I was on a call today with a coaching client. It was interesting because the client had asked me whether I could begin the call fifteen minutes earlier than scheduled because the patient that was due for their appointment at the time we were scheduled to end the call was a patient who invariably ALWAYS arrived earlier than her appointment time.
And my client, the dentist, always liked to see this lady earlier than her allotted time if that was ever possible.
And that is a good frame of mind to work in.
And I congratulated him for doing so….
Because you see, if you want your patients to arrive early for their appointments, you need to run to schedule or ahead of schedule.
Because the converse is also true.
Recently I worked with a dental office where the dentist was always running behind schedule.
And guess what?
His patients were so used to him keeping them waiting that most of the patients I saw there never arrived early for their appointments.
And sometimes even arrived late.
Because, as they said, the dentist was never on time and never kept to time….
It’s about mutual respect.
If you want your customers to respect your time you need to respect their time.
A good friend of mine says his father always said:
“If you’re not fifteen minutes early, you’re late”
And to me that makes a heck of a lot of sense.
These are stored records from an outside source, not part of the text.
use clap::Subcommand;
use organizai_core::Config;

#[derive(Subcommand)]
pub enum ConfigAction {
    /// Get a config value
    Get {
        /// Config key (e.g. "api.base_url", "planner.default_strategy")
        key: String,
    },
    /// Set a config value
    Set {
        /// Config key
        key: String,
        /// New value
        value: String,
    },
    /// List all config values
    List,
    /// Reset config to defaults
    Reset,
}

pub fn run(action: ConfigAction) -> Result<(), Box<dyn std::error::Error>> {
    match action {
        ConfigAction::Get { key } => {
            let config = Config::load()?;
            match config.get(&key) {
                Some(value) => println!("{value}"),
                None => return Err(format!("unknown key: {key}").into()),
            }
        }
        ConfigAction::Set { key, value } => {
            let mut config = Config::load()?;
            config.set(&key, &value)?;
            println!("ok");
        }
        ConfigAction::List => {
            let config = Config::load()?;
            println!("{}", serde_json::to_string_pretty(&config)?);
        }
        ConfigAction::Reset => {
            Config::default().save()?;
            println!("config reset to defaults");
        }
    }
    Ok(())
}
If you want someone to respect your time you need to begin by respecting them and their time.
You do need to lead by example.
We have a local medico GP where I live who runs so late with his patients and their appointments that the office advises them to phone ahead and check to see “how late” he’s running, and whether they are able to delay their arrival at his rooms.
That’s not a good look….
And that’s not a great way to provide a world class experience for your paying customers.
Don’t run late.
Don’t be known for running late.
Because if you do, you’re immediately coming from a position of “negative” in the relationship you’re trying to establish with your clients.
This week just gone I had the pleasure of accompanying my wife Jayne to Melbourne, where she presented her One Day Masterclass to a large group of motivated dental professionals.
Motivated to improve their dental practices and to take those practices to a whole new level.
Our flight home from Melbourne was interesting… for several reasons.
As you know, I like to travel in the more comfortable part of the aeroplane, for a variety of reasons, but mostly because my shoulder surgery and my osteo-arthritis restricts my movements in tightly confined spaces.
So here’s what happened…
On this day, when the board read:
“Head to Gate”
Jayne and I left the Qantas Lounge and headed to the gate.
At the gate, as you know, Qantas have two check in machines for boarding, and therefore two lines can be formed.
Qantas ask premium flyers in their loyalty programme to line in one line, while “regular” flyers, without status, can queue in the other line.
But here is the kicker…
And here is what I’ve been asking Qantas to change now for some time….
When boarding commences, Qantas invites its premium flyers to join the premium line.
Qantas does not board these flyers ahead of the “regular” flyers.
Qantas boards both lines at the same time.
So there is no true “priority” for its premium flyers.
Yet, yet, it is totally possible for Qantas to board the premium passengers firstly, using both machines, without any loss in processing time, before they start boarding the regular flyers.
So here’s what happened when Jayne and I arrived at the gate
So, when Jayne and I arrived at the gate there were maybe fifteen people lined up in the premium line and only three people lined up in the regular line.
So Jayne joined the premium line.
And I joined the regular line.
And sure enough, both lines were processed at the same time.
Which meant I boarded several minutes sooner than Jayne did.
I know I know….
I know that those few minutes lined up really didn’t make any difference, because the plane left at the same time anyway with both Jayne and me on it.
Despite the fact we were boarding in different lines.
And I know that people who sit in the back of the plane in the less expensive seats will tell you that the plane arrives at its destination at the exact same time no matter which seats you sit in…
What is the subliminal message that Qantas is sending here?
Subliminally, what Qantas is doing by boarding both lines at the same time is they are sending a message to those who choose to pay for a more expensive seat that they [Qantas] do not really value those people more highly than their “regular” flyers.
And yet they should value them more.
Premium seating on aeroplanes is some of the most expensive real estate on the planet.
And if someone chooses to pay for that privilege, no matter how short or long the flight, then Qantas needs to make sure that at NO TIME is there a figurative or subliminal snub being conveyed to those passengers.
And the relevance to dentistry is?
In your dental practice, are you giving the figurative “bird” to your “A” clients?
Are there times at your practice where your top twenty percent patients are being relegated while you “deal” with your more demanding eighty percenters?
I’ve seen dental practices that do take their LOYAL and REGULAR long-term clients for granted.
They move their long-term client appointments to “squeeze in” a new patient…
Or they keep their “regular” patients waiting too long, and too often….
Or they offer “introductory” fees to new patients that are lower than these LOYAL and REGULAR patients are paying.
There are plenty of airlines out there….
There are plenty of airlines out there.
And there are plenty of dental practices out there just waiting to pay more attention to those patients you are taking for granted.
Don’t be like Qantas.
Don’t be seen to be making record profits on the one hand, while you cut corners on the other hand.